Retype each of the entries below exactly as written.
######
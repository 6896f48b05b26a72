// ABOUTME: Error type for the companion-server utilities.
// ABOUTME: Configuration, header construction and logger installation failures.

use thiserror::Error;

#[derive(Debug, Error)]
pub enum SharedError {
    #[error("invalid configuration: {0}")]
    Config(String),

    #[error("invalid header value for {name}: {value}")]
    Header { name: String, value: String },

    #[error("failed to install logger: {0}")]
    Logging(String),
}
######
WRITTEN RESPONSE
repository 6896f48b05b26a72
// ABOUTME: Error type for the companion-server utilities.
// ABOUTME: Configuration, header construction and logger installation failures.

use thiserror::Error;

#[derive(Debug, Error)]
pub enum SharedError {
    #[error("invalid configuration: {0}")]
    Config(String),

    #[error("invalid header value for {name}: {value}")]
    Header { name: String, value: String },

    #[error("failed to install logger: {0}")]
    Logging(String),
}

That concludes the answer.